DATA FOR THIS TASK
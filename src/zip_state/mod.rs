//! ZIP code classification.
//!
//! [`ZipCodeMapper`] owns a read-only ZIP → state table and answers three
//! questions about user input:
//!
//! - is this string a plausible ZIP code ([`ZipCodeMapper::validate_zip_code`])
//! - which state does it belong to ([`ZipCodeMapper::get_state_for_zip`])
//! - how do the ZIPs in this blob of text group by state
//!   ([`ZipCodeMapper::process_zip_codes`])
//!
//! The table is loaded once from the first [`ZipSource`] that succeeds; see
//! [`sources`] for the chain. Validation is deliberately lenient: a
//! well-formed ZIP that is missing from the table still validates, and is
//! then dropped by `process_zip_codes` because no state resolves for it.

pub mod observer;
pub mod sources;
pub mod states;

use once_cell::sync::Lazy;
use regex::Regex;
use std::path::Path;
use std::sync::Arc;

use observer::{RejectReason, ZipEvent, ZipObserver};
use sources::{FallbackRanges, ZipDatabase, ZipSource};
use states::StateUrlMap;

static ZIP_IN_TEXT: Lazy<Regex> =
    Lazy::new(|| Regex::new(r"\b[0-9]{5}(?:-[0-9]{4})?\b").expect("ZIP regex should be valid"));
static ZIP_EXACT: Lazy<Regex> =
    Lazy::new(|| Regex::new(r"^[0-9]{5}(?:-[0-9]{4})?$").expect("ZIP regex should be valid"));
static SEPARATORS: Lazy<Regex> =
    Lazy::new(|| Regex::new(r"[,;\s]+").expect("separator regex should be valid"));

/// Raw ZIP input: free-form text, or a list the caller already split.
#[derive(Debug, Clone)]
pub enum ZipInput<'a> {
    Text(&'a str),
    List(Vec<&'a str>),
}

impl<'a> From<&'a str> for ZipInput<'a> {
    fn from(s: &'a str) -> Self {
        ZipInput::Text(s)
    }
}

impl<'a> From<&'a String> for ZipInput<'a> {
    fn from(s: &'a String) -> Self {
        ZipInput::Text(s.as_str())
    }
}

impl<'a, S: AsRef<str>> From<&'a [S]> for ZipInput<'a> {
    fn from(list: &'a [S]) -> Self {
        ZipInput::List(list.iter().map(AsRef::as_ref).collect())
    }
}

impl<'a, S: AsRef<str>> From<&'a Vec<S>> for ZipInput<'a> {
    fn from(list: &'a Vec<S>) -> Self {
        ZipInput::from(list.as_slice())
    }
}

impl<'a, S: AsRef<str>, const N: usize> From<&'a [S; N]> for ZipInput<'a> {
    fn from(list: &'a [S; N]) -> Self {
        ZipInput::from(list.as_slice())
    }
}

/// State code → ZIPs in that state, both in first-seen order.
#[derive(Debug, Clone, Default, PartialEq, Eq)]
pub struct StateGroups {
    groups: Vec<(String, Vec<String>)>,
}

impl StateGroups {
    pub fn new() -> Self {
        Self::default()
    }

    /// Append `zip` to `state`'s sequence, creating it on first sight.
    pub fn push(&mut self, state: &str, zip: &str) {
        match self.groups.iter_mut().find(|(s, _)| s == state) {
            Some((_, zips)) => zips.push(zip.to_string()),
            None => self.groups.push((state.to_string(), vec![zip.to_string()])),
        }
    }

    pub fn get(&self, state: &str) -> Option<&[String]> {
        self.groups
            .iter()
            .find(|(s, _)| s == state)
            .map(|(_, zips)| zips.as_slice())
    }

    pub fn states(&self) -> impl Iterator<Item = &str> {
        self.groups.iter().map(|(s, _)| s.as_str())
    }

    pub fn iter(&self) -> impl Iterator<Item = (&str, &[String])> {
        self.groups.iter().map(|(s, z)| (s.as_str(), z.as_slice()))
    }

    /// Number of states.
    pub fn len(&self) -> usize {
        self.groups.len()
    }

    pub fn is_empty(&self) -> bool {
        self.groups.is_empty()
    }

    /// Number of ZIPs across every state.
    pub fn total_zips(&self) -> usize {
        self.groups.iter().map(|(_, z)| z.len()).sum()
    }
}

impl serde::Serialize for StateGroups {
    fn serialize<S: serde::Serializer>(&self, serializer: S) -> Result<S::Ok, S::Error> {
        use serde::ser::SerializeMap;
        let mut map = serializer.serialize_map(Some(self.groups.len()))?;
        for (state, zips) in &self.groups {
            map.serialize_entry(state, zips)?;
        }
        map.end()
    }
}

/// ZIP → state classifier over a table loaded once at construction.
pub struct ZipCodeMapper {
    db: ZipDatabase,
    observer: Arc<dyn ZipObserver>,
}

impl std::fmt::Debug for ZipCodeMapper {
    fn fmt(&self, f: &mut std::fmt::Formatter<'_>) -> std::fmt::Result {
        f.debug_struct("ZipCodeMapper")
            .field("source", self.db.source())
            .field("entries", &self.db.len())
            .finish()
    }
}

impl ZipCodeMapper {
    /// Load from `custom` if it exists, else the database at `bundled`, else
    /// the synthesized ranges.
    pub fn with_bundled(custom: Option<&Path>, bundled: &Path, observer: Arc<dyn ZipObserver>) -> Self {
        Self::from_sources(sources::default_sources(custom, bundled), observer)
    }

    /// Try `sources` in order and keep the first that loads. If none do, the
    /// synthesized range table is used.
    pub fn from_sources(sources: Vec<Box<dyn ZipSource>>, observer: Arc<dyn ZipObserver>) -> Self {
        let mut loaded = None;
        for source in &sources {
            match source.load() {
                Ok(db) => {
                    loaded = Some(db);
                    break;
                }
                Err(e) => observer.notify(&ZipEvent::SourceFailed {
                    source: source.describe(),
                    error: e.to_string(),
                }),
            }
        }
        let db = loaded.unwrap_or_else(|| FallbackRanges.build());
        observer.notify(&ZipEvent::DatabaseLoaded {
            source: db.source().to_string(),
            entries: db.len(),
        });
        Self { db, observer }
    }

    /// Wrap an already-built table.
    #[cfg(test)]
    pub fn from_database(db: ZipDatabase, observer: Arc<dyn ZipObserver>) -> Self {
        Self { db, observer }
    }

    #[cfg(test)]
    pub fn database(&self) -> &ZipDatabase {
        &self.db
    }

    /// `NNNNN` or `NNNNN-NNNN`, whose base is in the table or in 1..=99999.
    pub fn validate_zip_code(&self, zip_code: &str) -> bool {
        if !ZIP_EXACT.is_match(zip_code) {
            return false;
        }
        let base = &zip_code[..5];
        self.db.contains(base) || is_in_valid_range(base)
    }

    /// State for a ZIP, ignoring any `-NNNN` suffix.
    pub fn get_state_for_zip(&self, zip_code: &str) -> Option<&str> {
        let base = zip_code.split('-').next().unwrap_or(zip_code);
        self.db.get(base)
    }

    /// Extract ZIPs from `input` and group the valid ones by state.
    ///
    /// Text input is scanned for whole-word `NNNNN[-NNNN]` matches; if there
    /// are none, it is split on commas, semicolons and whitespace and the
    /// all-digit tokens are used instead. Rejected candidates are reported to
    /// the observer individually and in one summary. Duplicates are kept.
    pub fn process_zip_codes<'a>(&self, input: impl Into<ZipInput<'a>>) -> StateGroups {
        let candidates = extract_candidates(input.into());

        let mut groups = StateGroups::new();
        let mut rejected: Vec<String> = Vec::new();

        for zip in candidates {
            if !self.validate_zip_code(zip) {
                self.reject(zip, RejectReason::InvalidFormat, &mut rejected);
                continue;
            }
            match self.get_state_for_zip(zip) {
                Some(state) => groups.push(state, zip),
                None => self.reject(zip, RejectReason::UnknownState, &mut rejected),
            }
        }

        if !rejected.is_empty() {
            self.observer.notify(&ZipEvent::Unprocessed { zips: rejected });
        }
        groups
    }

    /// Directory pages for `states` rooted at `base_url`.
    pub fn states_to_urls<I, S>(&self, states: I, base_url: &str) -> StateUrlMap
    where
        I: IntoIterator<Item = S>,
        S: AsRef<str>,
    {
        states::states_to_urls(states, base_url, self.observer.as_ref())
    }

    fn reject(&self, zip: &str, reason: RejectReason, rejected: &mut Vec<String>) {
        self.observer.notify(&ZipEvent::Rejected { zip: zip.to_string(), reason });
        rejected.push(zip.to_string());
    }
}

fn extract_candidates(input: ZipInput<'_>) -> Vec<&str> {
    match input {
        ZipInput::List(list) => list,
        ZipInput::Text(text) => {
            let found: Vec<&str> = ZIP_IN_TEXT.find_iter(text).map(|m| m.as_str()).collect();
            if !found.is_empty() {
                return found;
            }
            SEPARATORS
                .split(text)
                .map(str::trim)
                .filter(|t| !t.is_empty() && t.bytes().all(|b| b.is_ascii_digit()))
                .collect()
        }
    }
}

fn is_in_valid_range(base: &str) -> bool {
    match base.parse::<u32>() {
        Ok(n) => n > 0 && n < 100_000,
        Err(_) => false,
    }
}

TASK DIRECTIONS
From the entries above, extract every line where the word "serializer" appears.

WORKED SOLUTION
    fn serialize<S: serde::Serializer>(&self, serializer: S) -> Result<S::Ok, S::Error> {
        let mut map = serializer.serialize_map(Some(self.groups.len()))?;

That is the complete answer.